The first official classification criteria for anti-phospholipid syndrome (APS) were drafted in 1998 at a workshop at the 8th International Symposium on Anti-phospholipid Antibodies in Sapporo, Japan (Sapporo criteria; Wilson et al., Arthritis & Rheumatism 1999). According to these criteria, APS can be considered proven if at least one clinical and one serological criterion are met. Clinical criteria include vascular thrombosis, which must be established according to the stipulated criteria, and pregnancy complications such as premature births, spontaneous abortions and eclampsia.
When the criteria were updated in 2004 (Miyakis criteria; Miyakis et al., Journal of Thrombosis and Haemostasis 2005) antibodies against β2 glycoprotein 1 were added. Fulfilment of the criteria now encompasses at least one of the following three parameters: antibodies against cardiolipin (ACA; IgG or IgM) or β2 glycoprotein 1 (anti-β2GP1; IgG or IgM) or a positive lupus anticoagulant (LA) test. The latter is a coagulation test. According to official recommendations the serological criteria for APS diagnosis are only fulfilled when the result is confirmed 12 weeks later in a further test. A further update of the classification criteria in 2012 (Lakos et al., Arthritis & Rheumatism 2012) included the additional recommendation that when IgG and IgM tests for ACA or anti-β2GP1 IgG are negative, IgA should be tested as well.
In serological APS diagnostics autoantibodies of several immunoglobulin classes (IgAGM) can occur simultaneously, although often only one Ig class is detected. The association of particular immunoglobulin classes (IgAGM) with particular clinical parameters is controversially discussed.
Since around 10% of the healthy normal population exhibit anti-phospholipid antibodies (APLA) in the form of ACA or LA and these antibodies can also be induced by infections or specific medications (e.g. procainamide and hydralazine), it is important to connect the serological results with clinical criteria.
ELISA is the method of choice for detection of APLA, since it is highly sensitive, simple to perform and does not require fresh plasma. EUROIMMUN offers microtiter ELISAs for quantitative determination of autoantibodies against cardiolipin, β2GP1 and phosphatidylserine. The immunoglobulin classes IgA, IgG and IgM can be investigated separately or together (IgAGM). Alternatively, lupus anticoagulant can be determined using a multi-stage procedure according to the guidelines of the International Society on Thrombosis and Haemostasis. The phospholipid-dependent coagulation tests used for this purpose have a high specificity for APS, but a low sensitivity. Moreover, since there is no gold standard, results vary depending on the test method used, making it difficult to obtain reliable serological results.

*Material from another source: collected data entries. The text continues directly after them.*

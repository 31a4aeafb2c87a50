//! Resource manager
//!
//! Owns the node's capacity accounting and the table of running tasks. All
//! mutable state sits behind one mutex that is never held across an await;
//! status pushes happen after the lock is released.

use super::history::{UsageHistory, UsageSample};
use crate::error::{CaptainError, Result};
use crate::models::{
    ContainerHandle, ContainerSpec, Limits, NodeId, NodeStatus, ResourceSummary, TaskRecord,
    TASK_LABEL,
};
use crate::observability::{CaptainMetrics, StructuredLogger};
use crate::runtime::{ContainerRuntime, PullProgress};
use crate::scheduler::Scheduler;
use serde::{Deserialize, Serialize};
use std::collections::{BTreeSet, HashMap};
use std::fmt;
use std::str::FromStr;
use std::sync::{Arc, Mutex, MutexGuard, RwLock};
use tracing::{debug, info, warn};

/// What to do with a request that exceeds unassigned capacity
#[derive(Debug, Clone, Copy, Default, PartialEq, Eq, Serialize, Deserialize)]
#[serde(rename_all = "lowercase")]
pub enum AdmissionPolicy {
    /// Grant whatever is left, per dimension
    #[default]
    Clamp,
    /// Refuse the task and reserve nothing
    Reject,
}

impl FromStr for AdmissionPolicy {
    type Err = String;

    fn from_str(s: &str) -> std::result::Result<Self, Self::Err> {
        match s.to_ascii_lowercase().as_str() {
            "clamp" => Ok(AdmissionPolicy::Clamp),
            "reject" => Ok(AdmissionPolicy::Reject),
            other => Err(format!(
                "unknown admission policy {:?} (expected clamp or reject)",
                other
            )),
        }
    }
}

impl fmt::Display for AdmissionPolicy {
    fn fmt(&self, f: &mut fmt::Formatter<'_>) -> fmt::Result {
        match self {
            AdmissionPolicy::Clamp => f.write_str("clamp"),
            AdmissionPolicy::Reject => f.write_str("reject"),
        }
    }
}

#[derive(Debug, Default)]
struct NodeState {
    total: Limits,
    unassigned: Limits,
    tasks: HashMap<String, TaskRecord>,
    /// App id to number of live tasks
    app_ids: HashMap<String, usize>,
    /// Task id to host port; empty when the task publishes none
    used_ports: HashMap<String, String>,
    /// Task id to granted reservation
    assigned: HashMap<String, Limits>,
    layers: BTreeSet<String>,
    active_images: Vec<String>,
    cpu_usage: UsageHistory,
    memory_usage: UsageHistory,
}

impl NodeState {
    fn release(&mut self, task_id: &str) -> Option<Limits> {
        let granted = self.assigned.remove(task_id)?;
        self.unassigned.cpu_shares += granted.cpu_shares;
        self.unassigned.memory_bytes += granted.memory_bytes;
        Some(granted)
    }

    fn remove(&mut self, app_id: &str, task_id: &str) -> Option<TaskRecord> {
        let record = self.tasks.remove(task_id)?;
        if record.app_id != app_id {
            warn!(
                task_id = %task_id,
                app_id = %app_id,
                recorded_app_id = %record.app_id,
                "Task removed under a different app id than it was added with"
            );
        }
        if let Some(count) = self.app_ids.get_mut(&record.app_id) {
            *count -= 1;
            if *count == 0 {
                self.app_ids.remove(&record.app_id);
            }
        }
        self.used_ports.remove(task_id);
        Some(record)
    }
}

/// Capacity accounting, task table and usage history of this node
pub struct ResourceManager {
    node_id: NodeId,
    policy: AdmissionPolicy,
    state: Mutex<NodeState>,
    scheduler: RwLock<Option<Arc<dyn Scheduler>>>,
    metrics: CaptainMetrics,
    logger: StructuredLogger,
}
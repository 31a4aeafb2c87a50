//! Build script for generating protobuf code
//!
//! Code generation only runs with the `proto-gen` feature. Without it the
//! checked-in definitions in `src/proto` are used. If protoc is not available,
//! generation is skipped with a warning.

use std::path::PathBuf;
use std::process::Command;

fn main() -> Result<(), Box<dyn std::error::Error>> {
    // Re-run if proto files change
    println!("cargo:rerun-if-changed=../../proto/spinner/v1/spinner.proto");

    if std::env::var_os("CARGO_FEATURE_PROTO_GEN").is_none() {
        return Ok(());
    }

    // Check if protoc is available
    let protoc_available =
        std::env::var("PROTOC").is_ok() || Command::new("protoc").arg("--version").output().is_ok();

    if !protoc_available {
        println!("cargo:warning=protoc not found, skipping proto generation");
        println!("cargo:warning=Install protoc or set PROTOC env var to generate proto code");
        return Ok(());
    }

    let out_dir = PathBuf::from(std::env::var("OUT_DIR")?);

    // Captain only talks to the Spinner as a client
    tonic_build::configure()
        .build_server(false)
        .build_client(true)
        .out_dir(&out_dir)
        .compile(&["../../proto/spinner/v1/spinner.proto"], &["../../proto"])?;

    Ok(())
}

EUROIMMUN ELISAs for the detection of antibodies against cardiolipin and β2GP1 show a very high specificity in clinical studies. Sera from patients with viral hepatitis or parvovirus B19 infections and sera from healthy blood donors demonstrated only 0 to 2% positive results, while in studies using tests from other manufacturers values of between 12 and 50% were obtained. APLA can occur in cases of syphilis, which explains the somewhat high occurrence (11 to 13%) of ACA and anti-β2GP1 antibodies in these patients. The prevalence of both autoantibodies in APS (86%) and SLE (24 to 25%) corresponds to data in current literature. For ACA in particular a very high agreement with an international meta-study was found (cohort of 1000 patients, 88% of APS patients were ACA positive; Cervera R. et al., Arthritis & Rheumatism 2002).